# WHAT THIS TASK INVOLVES
Filter these records by the string "Deserialize", copying each line that holds it.

# MATERIAL SHOWN
________________________
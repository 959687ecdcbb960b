//! Request ID middleware.
//!
//! Reuses a sane upstream `x-request-id` or generates a UUID v4, records it
//! on the span and the Sentry scope, and echoes it in the response.

use axum::{extract::Request, http::HeaderValue, middleware::Next, response::Response};
use tracing::Span;
use uuid::Uuid;

/// The HTTP header name for request IDs.
pub const REQUEST_ID_HEADER: &str = "x-request-id";

const MAX_REQUEST_ID_LEN: usize = 128;

fn upstream_id(value: &str) -> Option<&str> {
    let value = value.trim();
    (!value.is_empty()
        && value.len() <= MAX_REQUEST_ID_LEN
        && value.bytes().all(|b| b.is_ascii_graphic()))
    .then_some(value)
}

/// Middleware that ensures every request has a request ID.
pub async fn request_id_middleware(request: Request, next: Next) -> Response {
    let request_id = request
        .headers()
        .get(REQUEST_ID_HEADER)
        .and_then(|h| h.to_str().ok())
        .and_then(upstream_id)
        .map_or_else(|| Uuid::new_v4().to_string(), String::from);

    Span::current().record("request_id", &request_id);
    sentry::configure_scope(|scope| {
        scope.set_tag("request_id", &request_id);
    });

    let mut response = next.run(request).await;
    if let Ok(value) = HeaderValue::from_str(&request_id) {
        response.headers_mut().insert(REQUEST_ID_HEADER, value);
    }
    response
}

#[cfg(test)]
mod tests {
    use super::*;

    #[test]
    fn test_upstream_id_validation() {
        assert_eq!(upstream_id("lb-7f3a"), Some("lb-7f3a"));
        assert_eq!(upstream_id("   "), None);
        assert_eq!(upstream_id("tab\there"), None);
    }
}
//! Order repository.
//!
//! Orders are written once by checkout through [`OrderRepository::create_with_items`]
//! and afterwards only move through status transitions.

use chrono::{DateTime, Utc};
use rust_decimal::Decimal;
use serde::{Deserialize, Serialize};
use sqlx::{PgConnection, PgPool};

use emporium_core::api::{ListQuery, Paginated};
use emporium_core::numbers::{self, DocumentKind};
use emporium_core::pricing::{OrderTotals, PricedLine};
use emporium_core::{
    CouponId, DealId, Email, InventoryItemId, OrderId, OrderItemId, OrderStatus, PaymentStatus,
    ProductId, ShippingMethodId,
};

use crate::coupons::CouponRepository;
use crate::deals::DealRepository;
use crate::inventory::InventoryRepository;
use crate::listing::{ListSpec, StatusColumn, fetch_page};
use crate::{RepositoryError, non_blank, required};

/// Attempts at finding an unused order number before giving up.
const NUMBER_ATTEMPTS: usize = 5;

/// Where an order ships to.
#[derive(Debug, Clone, Default, PartialEq, Eq, Serialize, Deserialize, sqlx::FromRow)]
pub struct ShippingAddress {
    pub customer_name: String,
    #[serde(default)]
    pub phone: Option<String>,
    pub address_line1: String,
    #[serde(default)]
    pub address_line2: Option<String>,
    pub city: String,
    #[serde(default)]
    pub region: Option<String>,
    pub postal_code: String,
    pub country: String,
}
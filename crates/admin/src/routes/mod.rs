//! HTTP route handlers for admin.
//!
//! # Route Structure
//!
//! ```text
//! GET  /health                          - Liveness check
//! GET  /health/ready                    - Readiness check (database)
//!
//! # Auth (email + password)
//! GET  /auth/login                      - Login page
//! POST /auth/login                      - Sign in
//! POST /auth/logout                     - Sign out
//!
//! # Dashboard
//! GET  /admin                           - Counts and recent orders
//!
//! # Resources: attributes, brands, categories, content-blocks, coupons,
//! # deals, inventory, products, quotes, returns, shipping-methods, users,
//! # warranties
//! GET  /admin/{resource}                - Table (q, status, page)
//! GET  /admin/{resource}/new            - Create form
//! POST /admin/{resource}                - Create
//! GET  /admin/{resource}/{id}/edit      - Edit form
//! POST /admin/{resource}/{id}           - Update
//! POST /admin/{resource}/{id}/delete    - Delete
//! POST /admin/{resource}/bulk           - Bulk action (ids, action)
//! GET  /admin/{resource}/export.csv     - CSV of the filtered list
//!
//! # Orders
//! GET  /admin/orders                    - Table, bulk and export as above
//! GET  /admin/orders/{id}               - Order detail
//! POST /admin/orders/{id}/status        - Change status / payment status
//!
//! # AI product generator
//! GET  /admin/products/generate         - Request form
//! POST /admin/products/generate         - Generate and pre-fill a product
//!
//! # API (/api/v1/admin, JSON envelope)
//! GET|POST             /{resource}
//! GET|PUT|PATCH|DELETE /{resource}/{id}
//! POST                 /{resource}/bulk
//! GET|PATCH            /orders, /orders/{id}; POST /orders/bulk
//! POST                 /products/generate
//! ```

pub mod api;
pub mod auth;
pub mod dashboard;
pub mod generator;
pub mod layout;
pub mod orders;
pub mod pages;

use askama::Template;
use askama_web::WebTemplate;
use axum::{
    Router,
    http::StatusCode,
    response::{IntoResponse, Redirect},
    routing::{get, post},
};

use crate::resources::{
    Attributes, Brands, Categories, ContentBlocks, Coupons, Deals, Editable, Inventory, Orders,
    Products, Quotes, Returns, ShippingMethods, Users, Warranties,
};
use crate::state::AppState;

/// HTML screens for a resource with forms.
pub fn editable_pages<R: Editable>() -> Router<AppState> {
    Router::new()
        .route("/", get(pages::index::<R>).post(pages::create::<R>))
        .route("/new", get(pages::new::<R>))
        .route("/bulk", post(pages::bulk::<R>))
        .route("/export.csv", get(pages::export::<R>))
        .route("/{id}", post(pages::update::<R>))
        .route("/{id}/edit", get(pages::edit::<R>))
        .route("/{id}/delete", post(pages::delete::<R>))
}

/// JSON endpoints for a resource with forms.
pub fn editable_api<R: Editable>() -> Router<AppState> {
    Router::new()
        .route("/", get(api::list::<R>).post(api::create::<R>))
        .route("/bulk", post(api::bulk::<R>))
        .route(
            "/{id}",
            get(api::show::<R>)
                .put(api::update::<R>)
                .patch(api::patch::<R>)
                .delete(api::delete::<R>),
        )
}

/// Order screens: list, bulk and export, plus the detail page.
fn order_pages() -> Router<AppState> {
    Router::new()
        .route("/", get(pages::index::<Orders>))
        .route("/bulk", post(pages::bulk::<Orders>))
        .route("/export.csv", get(pages::export::<Orders>))
        .route("/{id}", get(orders::show))
        .route("/{id}/status", post(orders::update_status))
}

fn order_api() -> Router<AppState> {
    Router::new()
        .route("/", get(api::list::<Orders>))
        .route("/bulk", post(api::bulk::<Orders>))
        .route("/{id}", get(api::show::<Orders>).patch(api::patch::<Orders>))
}

/// Register `R`'s pages and API under its path.
fn with_resource<R: Editable>(
    pages: Router<AppState>,
    api: Router<AppState>,
) -> (Router<AppState>, Router<AppState>) {
    (
        pages.nest(&format!("/{}", R::PATH), editable_pages::<R>()),
        api.nest(&format!("/{}", R::PATH), editable_api::<R>()),
    )
}

/// All back-office pages under `/admin` and the API under `/api/v1/admin`.
fn resource_routes() -> (Router<AppState>, Router<AppState>) {
    let pages = Router::new()
        .route("/", get(dashboard::index))
        .nest("/orders", order_pages())
        .nest(
            "/products",
            editable_pages::<Products>()
                .route("/generate", get(generator::form).post(generator::generate_page)),
        );
    let api = Router::new()
        .nest("/orders", order_api())
        .nest(
            "/products",
            editable_api::<Products>().route("/generate", post(generator::generate_api)),
        );

    let (pages, api) = with_resource::<Attributes>(pages, api);
    let (pages, api) = with_resource::<Brands>(pages, api);
    let (pages, api) = with_resource::<Categories>(pages, api);
    let (pages, api) = with_resource::<ContentBlocks>(pages, api);
    let (pages, api) = with_resource::<Coupons>(pages, api);
    let (pages, api) = with_resource::<Deals>(pages, api);
    let (pages, api) = with_resource::<Inventory>(pages, api);
    let (pages, api) = with_resource::<Quotes>(pages, api);
    let (pages, api) = with_resource::<Returns>(pages, api);
    let (pages, api) = with_resource::<ShippingMethods>(pages, api);
    let (pages, api) = with_resource::<Users>(pages, api);
    with_resource::<Warranties>(pages, api)
}

/// Create all page and API routes for admin.
pub fn routes() -> Router<AppState> {
    let (pages, api) = resource_routes();
    Router::new()
        .route("/", get(|| async { Redirect::to("/admin") }))
        .route("/auth/login", get(auth::login_page).post(auth::login))
        .route("/auth/logout", post(auth::logout))
        .nest("/admin", pages)
        .nest("/api/v1/admin", api)
        .fallback(not_found)
}

/// Generic 404 page.
#[derive(Template, WebTemplate)]
#[template(path = "not_found.html")]
pub struct NotFoundTemplate;

async fn not_found() -> impl IntoResponse {
    (StatusCode::NOT_FOUND, NotFoundTemplate)
}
________________________
# RESULT FOR THIS EXERCISE
use serde::{Deserialize, Serialize};
#[derive(Debug, Clone, Default, PartialEq, Eq, Serialize, Deserialize, sqlx::FromRow)]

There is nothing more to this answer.